Fraude à la résidence

Elle concerne une affaire de fraude à la résidence fiscale assez classique. Selon le parquet espagnol, la chanteuse était résidente fiscale espagnole pour les années 2012, 2013 et 2014, car elle aurait vécu plus de 183 jours en Espagne. En droit fiscal espagnol, une personne physique est considérée comme ayant sa résidence fiscale en Espagne si elle séjourne plus de 183 jours par an en Espagne (ou lorsque le centre de ses intérêts professionnels/économiques s'y trouve). En droit fiscal belge, le nombre de jours de présence en Belgique n’est pas un critère décisif pour déterminer la résidence fiscale. On regarde plutôt l’endroit où la personne physique séjourne de façon effective et continue (domicile fiscal). Un autre critère alternatif est le “siège de la fortune”, c’est-à-dire l’endroit d’où sont gérés les biens de la personne.

Deux résidences?

Quid si une personne est considérée comme résidente fiscale dans deux pays, en raison de critères de rattachement différents appliqués par les deux Etats? En principe, il faut alors avoir égard à la CPDI applicable, qui prévoit généralement des règles « en cascade » pour déterminer l’Etat dans lequel une personne réside (foyer d'habitation permanent, puis centre des intérêts vitaux,...). Cette tie breaker rule peut permettre de résoudre la double imposition (du moins pour ce qui concerne les impôts visés par la CPDI).

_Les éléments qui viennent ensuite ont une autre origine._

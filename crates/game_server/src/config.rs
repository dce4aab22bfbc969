//! Server configuration types and defaults.
//!
//! This module contains the server configuration structure and default values
//! used to initialize and customize the game server behavior.

use horizon_event_system::RegionBounds;
use plugin_system::PluginSafetyConfig;
use std::net::{IpAddr, SocketAddr};
use std::path::PathBuf;
use serde::{Deserialize, Serialize};

/// Configuration structure for the game server.
/// 
/// Contains all necessary parameters to configure server behavior including
/// network settings, region boundaries, plugin management, and connection limits.
#[derive(Debug, Clone, Serialize, Deserialize)]
pub struct ServerConfig {
    /// The socket address to bind the server to
    pub bind_address: SocketAddr,
    
    /// The spatial bounds for this server region
    pub region_bounds: RegionBounds,
    
    /// Directory path where plugins are stored
    pub plugin_directory: PathBuf,
    
    /// Maximum number of concurrent connections allowed
    pub max_connections: usize,
    
    /// Connection timeout in seconds
    pub connection_timeout: u64,
    
    /// Whether to use SO_REUSEPORT for multi-threaded accept loops
    pub use_reuse_port: bool,
    
    /// Server tick interval in milliseconds (0 to disable)
    pub tick_interval_ms: u64,
    
    /// Security configuration settings
    pub security: SecurityConfig,
    
    /// Plugin safety configuration settings
    pub plugin_safety: PluginSafetyConfig,

    /// World simulation tuning: AOI, throttling, movement, anti-cheat, trade
    #[serde(default)]
    pub world: WorldConfig,
}

/// Tuning for the AOI/throttle/movement/anti-cheat/trade subsystems.
#[derive(Debug, Clone, Serialize, Deserialize)]
pub struct WorldConfig {
    /// Side length, in world units, of one AOI grid cell
    pub aoi_cell_size: f64,

    /// View distance in cells (a player subscribes to a `(2k+1)x(2k+1)` window)
    pub aoi_view_distance: i64,

    /// Squared-distance upper bound and update interval (in ticks) per throttle tier
    pub throttle_tiers: Vec<(f64, u64)>,

    /// Max entities flushed into one subscriber's batch per tick
    pub max_updates_per_batch: usize,

    /// Walking speed in world units/sec
    pub walk_speed: f64,

    /// Running speed in world units/sec
    pub run_speed: f64,

    /// Distance (tiles) beyond which a single movement sample is a teleport
    pub teleport_dist_tiles: f64,

    /// Max elapsed time (ms) between samples for the teleport check to apply
    pub teleport_max_dt_ms: u64,

    /// Allowed multiplier over `run_speed` before the cumulative-speed check trips
    pub speed_tolerance: f64,

    /// Consecutive violations before `PositionValidator` recommends a kick
    pub anti_cheat_kick_threshold: u32,

    /// Milliseconds between identical trade requests from the same pair of players
    pub trade_request_cooldown_ms: u64,

    /// Milliseconds a pending trade request waits before expiring
    pub trade_request_timeout_ms: u64,

    /// Milliseconds of trade inactivity before the session is cancelled
    pub trade_activity_timeout_ms: u64,

    /// Poll interval (ms) while the connection handshake waits for terrain readiness
    pub terrain_wait_poll_ms: u64,

    /// Max time (ms) the handshake waits for terrain before closing the socket
    pub terrain_wait_timeout_ms: u64,

    /// Seconds a spawned-but-not-ready player waits before the loading watchdog forces `isLoading = false`
    pub loading_watchdog_secs: u64,

    /// Anonymous-account creations allowed per IP per hour
    pub anonymous_accounts_per_hour: u32,

    /// Grace period (seconds) a reconnecting socket has before an unspawned duplicate is evicted
    pub reconnect_grace_period_secs: u64,

    /// Secret used to sign and verify session JWTs minted for anonymous/local accounts
    pub jwt_secret: String,

    /// Admin bypass code honored by `Authenticator::expand_roles`; `None` disables the bypass
    pub admin_code: Option<String>,

    /// Relaxes the `~admin` role grant for local development when no `admin_code` is set
    pub dev_mode: bool,

    /// Base URL the `snapshot` packet points clients at for asset downloads
    pub assets_url: String,

    /// Configured spawn position used when a character has no saved position
    pub spawn_x: f64,
    pub spawn_y: f64,
    pub spawn_z: f64,
}

impl Default for WorldConfig {
    fn default() -> Self {
        Self {
            aoi_cell_size: 50.0,
            aoi_view_distance: 1,
            throttle_tiers: vec![(625.0, 1), (2500.0, 2), (10_000.0, 4), (f64::INFINITY, 8)],
            max_updates_per_batch: 256,
            walk_speed: 4.0,
            run_speed: 8.0,
            teleport_dist_tiles: 10.0,
            teleport_max_dt_ms: 500,
            speed_tolerance: 1.2,
            anti_cheat_kick_threshold: 3,
            trade_request_cooldown_ms: 3_000,
            trade_request_timeout_ms: 15_000,
            trade_activity_timeout_ms: 120_000,
            terrain_wait_poll_ms: 100,
            terrain_wait_timeout_ms: 10_000,
            loading_watchdog_secs: 30,
            anonymous_accounts_per_hour: 5,
            reconnect_grace_period_secs: 10,
            jwt_secret: "change-me-in-production".to_string(),
            admin_code: None,
            dev_mode: false,
            assets_url: "https://assets.example".to_string(),
            spawn_x: 0.0,
            spawn_y: 0.0,
            spawn_z: 0.0,
        }
    }
}

/// Security configuration for input validation and protection
#[derive(Debug, Clone, Serialize, Deserialize)]
pub struct SecurityConfig {
    /// Enable rate limiting
    pub enable_rate_limiting: bool,
    
    /// Maximum requests per minute per IP
    pub max_requests_per_minute: u32,
    
    /// Maximum message size in bytes
    pub max_message_size: usize,
    
    /// Maximum allowed nesting depth for JSON messages
    pub max_json_depth: usize,
    
    /// Maximum allowed string length in JSON
    pub max_string_length: usize,
    
    /// Maximum allowed array/object size
    pub max_collection_size: usize,
    
    /// Enable DDoS protection
    pub enable_ddos_protection: bool,
    
    /// Banned IP addresses
    pub banned_ips: Vec<IpAddr>,
    
    /// Maximum concurrent connections per IP
    pub max_connections_per_ip: u32,
    
}

impl Default for ServerConfig {
    fn default() -> Self {
        Self {
            bind_address: "127.0.0.1:8080".parse().expect("Invalid default bind address"),
            region_bounds: RegionBounds {
                min_x: -1000.0,
                max_x: 1000.0,
                min_y: -1000.0,
                max_y: 1000.0,
                min_z: -100.0,
                max_z: 100.0,
            },
            plugin_directory: PathBuf::from("plugins"),
            max_connections: 1000,
            connection_timeout: 60,
            use_reuse_port: false,
            tick_interval_ms: 50, // 20 ticks per second by default
            security: SecurityConfig::default(),
            plugin_safety: PluginSafetyConfig::default(),
            world: WorldConfig::default(),
        }
    }
}

impl Default for SecurityConfig {
    fn default() -> Self {
        Self {
            enable_rate_limiting: true,
            max_requests_per_minute: 60,
            max_message_size: 64 * 1024, // 64KB
            max_json_depth: 10,
            max_string_length: 1024,
            max_collection_size: 100,
            enable_ddos_protection: true,
            banned_ips: Vec::new(),
            max_connections_per_ip: 10,
        }
    }
}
/// Routes a native GORC event directly to the EventSystem.
/// 
/// This function handles the native GORC event format that clients use to communicate
/// directly with GORC instances without requiring conversion to ClientMessage format.
/// 
/// # Native GORC Event Format
/// 
/// ```json
/// {
///   "type": "gorc_event",
///   "object_id": "GorcObjectId(...)",
///   "channel": 0,
///   "event": "move",
///   "data": { ... },
///   "player_id": "..."
/// }
/// ```
/// 
/// # Arguments
/// 
/// * `text` - The raw JSON text of the native GORC event
/// * `connection_id` - The connection ID of the client
/// * `connection_manager` - Manager for connection tracking
/// * `horizon_event_system` - Event system for routing
/// 
/// # Returns
/// 
/// `Ok(())` if the event was successfully routed, or a `ServerError` if parsing failed
async fn route_native_gorc_event(
    text: &str,
    connection_id: ConnectionId,
    connection_manager: &crate::connection::ConnectionManager,
    horizon_event_system: &EventSystem,
) -> Result<(), ServerError> {
    // Parse the native GORC event
    #[derive(serde::Deserialize)]
    struct NativeGorcEvent {
        #[serde(rename = "type")]
        msg_type: String,
        object_id: String,
        channel: u8,
        event: String,
        data: serde_json::Value,
        player_id: String,
    }
    
    let gorc_msg: NativeGorcEvent = serde_json::from_str(text)
        .map_err(|e| ServerError::Network(format!("Invalid native GORC event JSON: {e}")))?;
        
    let player_id = connection_manager
        .get_player_id(connection_id)
        .await
        .ok_or_else(|| ServerError::Internal("Player not found".to_string()))?;
        
    debug!(
        "ðŸŽ¯ Routing native GORC event: object_id='{}', channel={}, event='{}' from player {}",
        gorc_msg.object_id, gorc_msg.channel, gorc_msg.event, player_id
    );
    
    // Create raw message event for core handlers
    let raw_event = RawClientMessageEvent {
        player_id,
        message_type: format!("gorc:{}:{}", gorc_msg.channel, gorc_msg.event),
        data: gorc_msg.data.to_string().into_bytes(),
        timestamp: current_timestamp(),
    };
    
    // Emit to core for processing
    horizon_event_system
        .emit_core("raw_client_message", &raw_event)
        .await
        .map_err(|e| ServerError::Internal(e.to_string()))?;
    
    // Parse the object_id to extract GORC ID if it's in the expected format
    let gorc_id = if gorc_msg.object_id.starts_with("GorcObjectId(") && gorc_msg.object_id.ends_with(")") {
        // Extract the UUID from "GorcObjectId(uuid)"
        let uuid_str = &gorc_msg.object_id[13..gorc_msg.object_id.len()-1]; // Remove "GorcObjectId(" and ")"
        GorcObjectId::from_str(uuid_str)
            .map_err(|e| ServerError::Internal(format!("Invalid GORC object ID format: {}", e)))?
    } else {
        return Err(ServerError::Network("Invalid GORC object_id format".to_string()));
    };
    
    // Route to client-to-server GORC handlers with security validation
    match horizon_event_system.emit_gorc_client(
        player_id,
        gorc_id, 
        gorc_msg.channel,
        &gorc_msg.event,
        &gorc_msg.data
    ).await {
        Ok(()) => {
            debug!("âœ… Successfully routed client GORC event to handlers: player {} -> {}:{}:{}", 
                player_id, gorc_id, gorc_msg.channel, gorc_msg.event);
        }
        Err(e) => {
            // Log as warning but don't fail - might be no handlers registered yet
            warn!("ðŸ“ No client GORC handlers found for {}:{}:{}: {}", 
                gorc_id, gorc_msg.channel, gorc_msg.event, e);
        }
    }
    
    trace!(
        "âœ… Processed native GORC event '{}:{}' from player {} via connection {}",
        gorc_msg.channel, gorc_msg.event, player_id, connection_id
    );
    
    Ok(())
}

/// Checks if a client message is a GORC event.
/// 
/// A message is considered a GORC event if it contains an `instance_uuid` field
/// in its data. This provides a unified message format where the presence of
/// this field determines routing behavior.
/// 
/// # Arguments
/// 
/// * `message` - The parsed client message to check
/// 
/// # Returns
/// 
/// `true` if the message contains an instance_uuid and should be routed to GORC handlers
fn is_gorc_compatible_message(message: &ClientMessage) -> bool {
    // Simple check: if the message has an instance_uuid field, it's a GORC event
    if let Ok(data_obj) = serde_json::from_value::<serde_json::Map<String, serde_json::Value>>(message.data.clone()) {
        return data_obj.contains_key("instance_uuid");
    }
    
    false
}

/// Routes a client message to available GORC handlers.
/// 
/// This function attempts to map client messages to GORC handler patterns
/// by interpreting the namespace and event as GORC object type and event names.
/// 
/// # Arguments
/// 
/// * `message` - The client message to route
/// * `player_id` - The player ID of the originating client
/// * `horizon_event_system` - The event system for emitting GORC events
/// 
/// # Returns
/// 
/// `Ok(())` if routing succeeded, or a `ServerError` if routing failed
async fn route_to_gorc_handlers(
    message: &ClientMessage,
    player_id: horizon_event_system::PlayerId,
    horizon_event_system: &EventSystem,
) -> Result<(), ServerError> {
    // Extract GORC parameters from the message
    let object_type = extract_object_type_from_message(message);
    let channel = extract_channel_from_message(message);
    let event_name = &message.event;
    
    debug!(
        "ðŸ”„ Attempting GORC routing: object_type='{}', channel={}, event='{}'",
        object_type, channel, event_name
    );
    
    // Extract instance_uuid and object_id from message
    let instance_uuid = extract_instance_uuid_from_message(message);
    let object_id = extract_object_id_from_message(message);
    
    // Parse the instance UUID to get the target object ID first
    if let Ok(gorc_id) = horizon_event_system::GorcObjectId::from_str(&instance_uuid) {
        // Create a proper GorcEvent structure
        let gorc_event = horizon_event_system::GorcEvent {
            object_id,
            instance_uuid,
            object_type: object_type.clone(),
            channel,
            data: serde_json::to_vec(&serde_json::json!({
                "player_id": player_id,
                "event_name": event_name,
                "original_namespace": message.namespace,
                "data": message.data,
                "timestamp": current_timestamp()
            })).unwrap_or_default(),
            priority: "Normal".to_string(),
            timestamp: current_timestamp(),
        };
        
        // Use the secure client-to-server GORC routing
        match horizon_event_system.emit_gorc_client(
            player_id,
            gorc_id,
            channel,
            event_name,
            &gorc_event
        ).await {
            Ok(()) => {
                debug!("âœ… Successfully routed legacy client message to GORC client handlers: player {} -> {}:{}:{}", 
                    player_id, gorc_id, channel, event_name);
            }
            Err(e) => {
                // This is expected if no GORC client handlers exist for this pattern
                debug!("ðŸ“ No GORC client handlers found for {}:{}:{}: {}", gorc_id, channel, event_name, e);
            }
        }
    } else {
        debug!("âŒ Invalid GORC object ID format in legacy message: {}", instance_uuid);
    }
    
    Ok(())
}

Délocalisation improvisée?

Lassés par la pression fiscale croissante, de nombreux particuliers belges (fortunés) décident de transférer leur domicile vers des cieux fiscalement plus cléments. Toutefois, une délocalisation ne s’improvise pas. Pour quitter l’orbite fiscale belge, il faut que le transfert de domicile fiscal soit réel et effectif. En deux mots, il faut couper le plus possible les ponts avec la Belgique. Selon une expression bien connue des fiscalistes, il faut avoir dans l’Etat d’accueil “sa pipe, sa brosse à dents et ses pantoufles”.

Exit tax?

Il n'y a pas de mécanisme d'exit tax" en droit fiscal belge: lorsqu'une personne physique quitte la Belgique, elle n'est pas imposée sur les éventuelles plus-values latentes sur ses participations. La donne est différente en France(art. 167bis CGI). Le gouvernement belge entend rebattre les cartes. Un projet de loi prévoit l'instauration d'une "mini exit tax" en cas de transfert du domicile fiscal de "fondateurs" de "constructions juridiques". Un récent rapport de la Cour des comptes indique que 179 Belges - UBO de SPF luxembourgeoises (Société de gestion de patrimoine familial) - ont récemment quitté à la Belgique, échappant ainsi à la taxe Caïman. A partir de 2024, pareil déménagement pourra donner lieu à une lourde taxation des réserves (latentes) de la SPF dans le chef de ses "fondateurs" belges...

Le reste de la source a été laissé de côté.